## Exercise brief
Using the string "chars" as the key, pull each matching line out of the records below.

[Stored items]
*** Begin section ***
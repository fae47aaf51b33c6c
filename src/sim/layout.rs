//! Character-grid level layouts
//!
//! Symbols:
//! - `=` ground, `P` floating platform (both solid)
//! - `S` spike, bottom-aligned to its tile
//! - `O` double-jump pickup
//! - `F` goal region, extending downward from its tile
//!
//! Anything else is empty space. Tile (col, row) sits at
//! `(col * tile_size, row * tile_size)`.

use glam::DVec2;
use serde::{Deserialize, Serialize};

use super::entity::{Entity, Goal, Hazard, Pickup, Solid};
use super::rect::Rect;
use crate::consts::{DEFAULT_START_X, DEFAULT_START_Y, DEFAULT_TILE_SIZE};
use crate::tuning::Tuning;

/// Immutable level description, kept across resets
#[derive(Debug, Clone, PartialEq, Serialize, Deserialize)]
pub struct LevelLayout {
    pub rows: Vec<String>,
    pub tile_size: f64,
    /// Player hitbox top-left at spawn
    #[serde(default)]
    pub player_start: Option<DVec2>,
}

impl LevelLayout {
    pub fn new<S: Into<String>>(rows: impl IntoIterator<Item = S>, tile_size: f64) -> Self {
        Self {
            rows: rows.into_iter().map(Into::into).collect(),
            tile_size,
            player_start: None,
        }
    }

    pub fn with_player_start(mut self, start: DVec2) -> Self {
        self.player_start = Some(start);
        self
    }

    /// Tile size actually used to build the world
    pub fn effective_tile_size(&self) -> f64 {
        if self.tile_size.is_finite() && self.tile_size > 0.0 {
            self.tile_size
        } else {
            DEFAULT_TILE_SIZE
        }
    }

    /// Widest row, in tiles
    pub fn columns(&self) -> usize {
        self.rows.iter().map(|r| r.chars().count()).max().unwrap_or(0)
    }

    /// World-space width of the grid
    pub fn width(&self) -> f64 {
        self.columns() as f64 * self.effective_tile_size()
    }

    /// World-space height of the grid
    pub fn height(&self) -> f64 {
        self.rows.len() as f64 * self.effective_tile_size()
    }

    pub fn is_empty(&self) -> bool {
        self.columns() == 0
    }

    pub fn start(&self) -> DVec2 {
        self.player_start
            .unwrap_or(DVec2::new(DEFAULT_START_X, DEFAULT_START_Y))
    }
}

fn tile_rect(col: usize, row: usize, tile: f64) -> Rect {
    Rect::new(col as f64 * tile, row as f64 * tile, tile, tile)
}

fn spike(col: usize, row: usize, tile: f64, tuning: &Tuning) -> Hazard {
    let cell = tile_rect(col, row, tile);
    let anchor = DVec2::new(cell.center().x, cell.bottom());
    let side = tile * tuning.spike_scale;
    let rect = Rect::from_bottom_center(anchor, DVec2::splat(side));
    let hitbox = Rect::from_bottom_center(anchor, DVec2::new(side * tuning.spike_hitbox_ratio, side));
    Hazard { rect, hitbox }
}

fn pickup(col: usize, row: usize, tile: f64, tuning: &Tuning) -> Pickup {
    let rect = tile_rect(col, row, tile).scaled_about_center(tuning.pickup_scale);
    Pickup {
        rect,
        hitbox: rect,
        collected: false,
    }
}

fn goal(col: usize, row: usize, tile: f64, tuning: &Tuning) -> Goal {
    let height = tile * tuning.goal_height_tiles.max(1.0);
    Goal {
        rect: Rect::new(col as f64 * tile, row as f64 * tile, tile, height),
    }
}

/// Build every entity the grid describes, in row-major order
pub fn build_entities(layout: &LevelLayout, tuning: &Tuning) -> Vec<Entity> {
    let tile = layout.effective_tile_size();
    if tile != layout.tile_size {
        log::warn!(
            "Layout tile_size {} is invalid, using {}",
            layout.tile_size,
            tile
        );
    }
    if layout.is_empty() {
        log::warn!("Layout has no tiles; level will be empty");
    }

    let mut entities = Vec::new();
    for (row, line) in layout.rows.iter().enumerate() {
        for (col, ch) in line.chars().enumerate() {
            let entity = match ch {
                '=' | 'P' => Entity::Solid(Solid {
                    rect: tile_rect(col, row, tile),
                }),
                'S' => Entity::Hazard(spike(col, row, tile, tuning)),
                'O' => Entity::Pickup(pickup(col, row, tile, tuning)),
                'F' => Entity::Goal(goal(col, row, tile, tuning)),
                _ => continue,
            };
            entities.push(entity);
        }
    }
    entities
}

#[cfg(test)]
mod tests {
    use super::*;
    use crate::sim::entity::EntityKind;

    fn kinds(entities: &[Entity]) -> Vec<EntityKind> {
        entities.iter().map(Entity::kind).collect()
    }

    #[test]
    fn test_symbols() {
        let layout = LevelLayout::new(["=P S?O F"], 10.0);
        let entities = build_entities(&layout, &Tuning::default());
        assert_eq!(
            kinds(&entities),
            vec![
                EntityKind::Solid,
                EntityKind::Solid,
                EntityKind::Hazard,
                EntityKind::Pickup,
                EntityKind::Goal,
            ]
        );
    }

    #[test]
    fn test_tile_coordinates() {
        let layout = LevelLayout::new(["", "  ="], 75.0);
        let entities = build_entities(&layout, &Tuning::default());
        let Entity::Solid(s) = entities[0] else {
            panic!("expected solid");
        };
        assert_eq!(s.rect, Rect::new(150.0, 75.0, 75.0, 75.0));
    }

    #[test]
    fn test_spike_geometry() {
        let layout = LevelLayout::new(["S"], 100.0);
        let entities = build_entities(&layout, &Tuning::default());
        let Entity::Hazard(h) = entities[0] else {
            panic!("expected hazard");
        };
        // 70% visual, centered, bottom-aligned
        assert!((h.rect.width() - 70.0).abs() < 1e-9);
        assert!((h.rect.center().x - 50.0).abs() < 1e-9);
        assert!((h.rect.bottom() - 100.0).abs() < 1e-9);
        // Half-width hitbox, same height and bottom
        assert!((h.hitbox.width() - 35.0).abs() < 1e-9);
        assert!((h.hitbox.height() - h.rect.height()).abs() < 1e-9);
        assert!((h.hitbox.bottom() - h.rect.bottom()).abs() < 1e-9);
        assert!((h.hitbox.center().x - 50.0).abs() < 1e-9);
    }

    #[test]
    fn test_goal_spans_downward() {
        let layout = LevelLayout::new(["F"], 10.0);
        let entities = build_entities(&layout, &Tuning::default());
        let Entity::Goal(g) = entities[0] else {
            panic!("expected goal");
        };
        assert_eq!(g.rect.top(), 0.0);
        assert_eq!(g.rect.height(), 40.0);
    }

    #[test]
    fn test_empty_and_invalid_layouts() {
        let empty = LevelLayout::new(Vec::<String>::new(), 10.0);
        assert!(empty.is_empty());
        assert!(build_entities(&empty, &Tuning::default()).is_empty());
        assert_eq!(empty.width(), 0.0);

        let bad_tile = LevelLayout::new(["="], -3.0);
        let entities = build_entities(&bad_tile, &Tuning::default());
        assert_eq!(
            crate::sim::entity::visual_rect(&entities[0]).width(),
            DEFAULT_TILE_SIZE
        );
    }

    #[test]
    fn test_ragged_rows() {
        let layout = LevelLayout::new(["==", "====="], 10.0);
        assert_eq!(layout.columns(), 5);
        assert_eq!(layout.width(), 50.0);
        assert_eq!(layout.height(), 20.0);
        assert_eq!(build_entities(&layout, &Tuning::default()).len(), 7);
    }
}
*** End section ***
## Completed exercise
        self.rows.iter().map(|r| r.chars().count()).max().unwrap_or(0)
        for (col, ch) in line.chars().enumerate() {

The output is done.